O relato deste caso visa despertar a atenção do profissional médico para doenças relativamente raras e de interesse geral, sendo o único caso diagnosticado de DG no Hospital de Clínicas da Universidade Federal de Uberlândia (UFU), na faixa etária pediátrica, no período de 1999 a 2008.
Descrição do caso
Criança de três anos e seis meses, sexo masculino, branco, natural e procedente de Uberlândia, atendido no Ambulatório de Pediatria do Hospital de Clínicas da UFU em 2007, com história de anemia e esplenomegalia há dois anos e oito meses, episódios de icterícia intermitentes e edema facial matutino esporádico (sic).
A criança foi internada aos dez meses com quadro de pneumonia comunitária, e observou-se, nessa ocasião, anemia e esplenomegalia, investigadas posteriormente por diversos serviços médicos sem definição diagnóstica. Houve uso crônico de sulfato ferroso para tratamento da anemia, sem sucesso. O teste de triagem metabólica não revelou alterações. Havia história familiar de parentes de segundo grau com anemia de etiologia não definida e colelitíase, sendo os pais não consanguíneos.
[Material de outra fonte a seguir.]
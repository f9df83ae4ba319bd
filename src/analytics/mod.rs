pub mod recorder;
pub mod sink;
pub mod user_agent;

pub use recorder::{ClickRecorder, RecorderStats};
pub use sink::ClickSink;
pub use user_agent::{ParsedUserAgent, parse_user_agent};

use chrono::{DateTime, Utc};

/// A click as captured on the redirect path, before any parsing.
#[derive(Debug, Clone)]
pub struct ClickEvent {
    pub code: String,
    pub timestamp: DateTime<Utc>,
    pub ip: Option<String>,
    pub user_agent: Option<String>,
    pub referer: Option<String>,
}

impl ClickEvent {
    pub fn new(code: impl Into<String>) -> Self {
        Self {
            code: code.into(),
            timestamp: Utc::now(),
            ip: None,
            user_agent: None,
            referer: None,
        }
    }

    pub fn with_ip(mut self, ip: Option<String>) -> Self {
        self.ip = ip;
        self
    }

    pub fn with_user_agent(mut self, user_agent: Option<String>) -> Self {
        self.user_agent = user_agent;
        self
    }

    pub fn with_referer(mut self, referer: Option<String>) -> Self {
        self.referer = referer;
        self
    }
}

/// Row appended to the click store.
#[derive(Debug, Clone, PartialEq, Eq)]
pub struct ClickRecord {
    pub code: String,
    pub created_at: DateTime<Utc>,
    pub ip: Option<String>,
    pub browser: Option<String>,
    pub os: Option<String>,
    pub device: Option<String>,
    pub raw_user_agent: Option<String>,
    pub referer: Option<String>,
}

impl From<ClickEvent> for ClickRecord {
    fn from(event: ClickEvent) -> Self {
        let parsed = parse_user_agent(event.user_agent.as_deref().unwrap_or_default());
        Self {
            code: event.code,
            created_at: event.timestamp,
            ip: event.ip.filter(|ip| !ip.is_empty()),
            browser: Some(parsed.browser),
            os: Some(parsed.os),
            device: Some(parsed.device.as_str().to_string()),
            raw_user_agent: event.user_agent.filter(|ua| !ua.is_empty()),
            referer: event.referer.filter(|r| !r.is_empty()),
        }
    }
}
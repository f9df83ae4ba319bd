//! Target URL validation
//!
//! Only absolute http(s) URLs with a host are accepted as redirect targets.

use url::Url;

#[derive(Debug, PartialEq, Eq)]
pub enum UrlValidationError {
    EmptyUrl,
    InvalidScheme(String),
    MissingHost,
    InvalidFormat(String),
}

impl std::fmt::Display for UrlValidationError {
    fn fmt(&self, f: &mut std::fmt::Formatter<'_>) -> std::fmt::Result {
        match self {
            Self::EmptyUrl => write!(f, "URL cannot be empty"),
            Self::InvalidScheme(scheme) => write!(
                f,
                "Invalid scheme: {}. Only http:// and https:// are allowed",
                scheme
            ),
            Self::MissingHost => write!(f, "URL must contain a host"),
            Self::InvalidFormat(msg) => write!(f, "Invalid URL format: {}", msg),
        }
    }
}

impl std::error::Error for UrlValidationError {}

/// Parse and check a redirect target.
///
/// Returns the trimmed input on success so callers store exactly what they
/// validated.
pub fn validate_url(raw: &str) -> Result<&str, UrlValidationError> {
    let trimmed = raw.trim();
    if trimmed.is_empty() {
        return Err(UrlValidationError::EmptyUrl);
    }

    let parsed = Url::parse(trimmed).map_err(|e| UrlValidationError::InvalidFormat(e.to_string()))?;

    match parsed.scheme() {
        "http" | "https" => {}
        other => return Err(UrlValidationError::InvalidScheme(other.to_string())),
    }

    if parsed.host_str().is_none_or(str::is_empty) {
        return Err(UrlValidationError::MissingHost);
    }

    Ok(trimmed)
}

#[cfg(test)]
mod tests {
    use super::*;

    #[test]
    fn test_valid_urls() {
        assert_eq!(validate_url("https://example.com"), Ok("https://example.com"));
        assert!(validate_url("http://localhost:8080/a?b=1").is_ok());
        assert_eq!(validate_url("  https://example.com/x  "), Ok("https://example.com/x"));
        assert!(validate_url("HTTPS://EXAMPLE.COM").is_ok());
    }

    #[test]
    fn test_rejected_urls() {
        assert_eq!(validate_url(""), Err(UrlValidationError::EmptyUrl));
        assert_eq!(validate_url("   "), Err(UrlValidationError::EmptyUrl));
        assert!(matches!(
            validate_url("javascript:alert(1)"),
            Err(UrlValidationError::InvalidScheme(_))
        ));
        assert!(matches!(
            validate_url("ftp://example.com"),
            Err(UrlValidationError::InvalidScheme(_))
        ));
        assert!(matches!(
            validate_url("example.com"),
            Err(UrlValidationError::InvalidFormat(_))
        ));
        assert!(matches!(
            validate_url("not a url"),
            Err(UrlValidationError::InvalidFormat(_))
        ));
    }
}
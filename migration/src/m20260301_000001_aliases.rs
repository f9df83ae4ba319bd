use sea_orm_migration::prelude::*;

#[derive(DeriveMigrationName)]
pub struct Migration;

#[async_trait::async_trait]
impl MigrationTrait for Migration {
    async fn up(&self, manager: &SchemaManager) -> Result<(), DbErr> {
        manager
            .create_table(
                Table::create()
                    .table(Aliases::Table)
                    .if_not_exists()
                    .col(
                        ColumnDef::new(Aliases::Code)
                            .string_len(64)
                            .not_null()
                            .primary_key(),
                    )
                    .col(ColumnDef::new(Aliases::TargetUrl).text().not_null())
                    .col(ColumnDef::new(Aliases::CustomAlias).string_len(64).null())
                    .col(
                        ColumnDef::new(Aliases::CreatedAt)
                            .timestamp_with_time_zone()
                            .not_null(),
                    )
                    .col(
                        ColumnDef::new(Aliases::ExpiresAt)
                            .timestamp_with_time_zone()
                            .null(),
                    )
                    .to_owned(),
            )
            .await?;

        // NULLs do not collide, so only caller-picked codes are constrained here
        manager
            .create_index(
                Index::create()
                    .if_not_exists()
                    .name("idx_aliases_custom_alias")
                    .table(Aliases::Table)
                    .col(Aliases::CustomAlias)
                    .unique()
                    .to_owned(),
            )
            .await?;

        Ok(())
    }

    async fn down(&self, manager: &SchemaManager) -> Result<(), DbErr> {
        manager
            .drop_index(Index::drop().name("idx_aliases_custom_alias").to_owned())
            .await?;

        manager
            .drop_table(Table::drop().table(Aliases::Table).to_owned())
            .await
    }
}

#[derive(DeriveIden)]
enum Aliases {
    #[sea_orm(iden = "aliases")]
    Table,
    Code,
    TargetUrl,
    CustomAlias,
    CreatedAt,
    ExpiresAt,
}
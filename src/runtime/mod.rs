//! Application lifecycle
//!
//! - `lifetime`: startup wiring and shutdown draining
//! - `modes`: execution modes (currently the HTTP server only)

pub mod lifetime;
pub mod modes;
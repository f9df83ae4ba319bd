use crate::storage::AliasRecord;
use migration::entities::alias;

pub fn model_to_alias(model: alias::Model) -> AliasRecord {
    AliasRecord {
        code: model.code,
        target: model.target_url,
        custom_alias: model.custom_alias,
        created_at: model.created_at,
        expires_at: model.expires_at,
    }
}

/// Build an insert model; aliases are never updated so every field is `Set`.
pub fn alias_to_active_model(record: &AliasRecord) -> alias::ActiveModel {
    use sea_orm::ActiveValue::Set;

    alias::ActiveModel {
        code: Set(record.code.clone()),
        target_url: Set(record.target.clone()),
        custom_alias: Set(record.custom_alias.clone()),
        created_at: Set(record.created_at),
        expires_at: Set(record.expires_at),
    }
}
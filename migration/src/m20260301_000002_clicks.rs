//! Click log table
//!
//! One row per resolved redirect. The `code` column is not a
//! foreign key: clicks outlive the liveness of their alias.

use sea_orm_migration::prelude::*;

#[derive(DeriveMigrationName)]
pub struct Migration;

#[async_trait::async_trait]
impl MigrationTrait for Migration {
    async fn up(&self, manager: &SchemaManager) -> Result<(), DbErr> {
        manager
            .create_table(
                Table::create()
                    .table(Clicks::Table)
                    .if_not_exists()
                    .col(
                        ColumnDef::new(Clicks::Id)
                            .big_integer()
                            .not_null()
                            .auto_increment()
                            .primary_key(),
                    )
                    .col(ColumnDef::new(Clicks::Code).string_len(64).not_null())
                    .col(
                        ColumnDef::new(Clicks::CreatedAt)
                            .timestamp_with_time_zone()
                            .not_null(),
                    )
                    .col(ColumnDef::new(Clicks::Ip).string_len(45).null())
                    .col(ColumnDef::new(Clicks::Browser).string_len(100).null())
                    .col(ColumnDef::new(Clicks::Os).string_len(100).null())
                    .col(ColumnDef::new(Clicks::Device).string_len(20).null())
                    .col(ColumnDef::new(Clicks::RawUserAgent).text().null())
                    .col(ColumnDef::new(Clicks::Referer).text().null())
                    .to_owned(),
            )
            .await?;

        manager
            .create_index(
                Index::create()
                    .if_not_exists()
                    .name("idx_clicks_code")
                    .table(Clicks::Table)
                    .col(Clicks::Code)
                    .to_owned(),
            )
            .await?;

        // Windowed aggregations filter on (code, created_at)
        manager
            .create_index(
                Index::create()
                    .if_not_exists()
                    .name("idx_clicks_code_time")
                    .table(Clicks::Table)
                    .col(Clicks::Code)
                    .col(Clicks::CreatedAt)
                    .to_owned(),
            )
            .await?;

        Ok(())
    }

    async fn down(&self, manager: &SchemaManager) -> Result<(), DbErr> {
        manager
            .drop_index(Index::drop().name("idx_clicks_code_time").to_owned())
            .await?;

        manager
            .drop_index(Index::drop().name("idx_clicks_code").to_owned())
            .await?;

        manager
            .drop_table(Table::drop().table(Clicks::Table).to_owned())
            .await
    }
}

#[derive(DeriveIden)]
enum Clicks {
    #[sea_orm(iden = "clicks")]
    Table,
    Id,
    Code,
    CreatedAt,
    Ip,
    Browser,
    Os,
    Device,
    RawUserAgent,
    Referer,
}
Ao exame físico apresentava mucosas hipocoradas; sopro sistólico em focos mitral e tricúspide sem frêmito ou irradiação; baço palpável a 7cm do rebordo costal esquerdo de consistência endurecida; fígado palpável a 2cm do rebordo costal direito, de consistência fibroelástica, indolor à palpação; crescimento pôndero-estatural adequado para idade; e exame neurológico sem alterações. Exames laboratoriais evidenciaram anemia normocítica e normocrômica (Hemoglobina: 11,5g/dL; VCM: 77,9fL; HCM: 25,9pg) e plaquetopenia (106.000/mm3). Leucograma, reticulócitos, perfil do ferro, eletroforese de hemoglobina, Coombs direto, pesquisa de microesferócitos, curva de fragilidade osmótica, avaliação das funções hepática renal e tireoidiana sem alterações. Sorologias para toxoplasmose, HIV, hepatite e citomegalovírus negativas. A ultrassonografia abdominal confirmou esplenomegalia moderada.
Após esses exames foi realizado mielograma, que constatou infiltração medular por células compatíveis com a morfologia das células de Gaucher. O teste enzimático (dosagem de BGA) em leucócitos e em papel de filtro foi realizado, e o resultado confirmou o diagnóstico de DG. Após o diagnóstico, exames foram realizados para verificar acometimento sistêmico. As radiografias de tórax, coluna cervical, torácica e lombar foram normais. A avaliação neurológica não evidenciou alteração. O aconselhamento genético familiar e a terapia de reposição enzimática com imiglucerase foram solicitados, além de acompanhamento ambulatorial do paciente pela Pediatria, Neurologia e Hematologia.
Discussão
A DG é uma glucoesfingolipidose clinicamente heterogênea, progressiva e pertencente ao grupo das doenças lisossômicas de armazenamento, em que a deficiência da enzima glucocerebrosidase leva ao acúmulo de glucocerebrosídeo no interior dos lisossomas do sistema retículo-endotelial, principalmente no baço, fígado, medula óssea, sistema nervoso central, pulmão e gânglios linfáticos(2,4).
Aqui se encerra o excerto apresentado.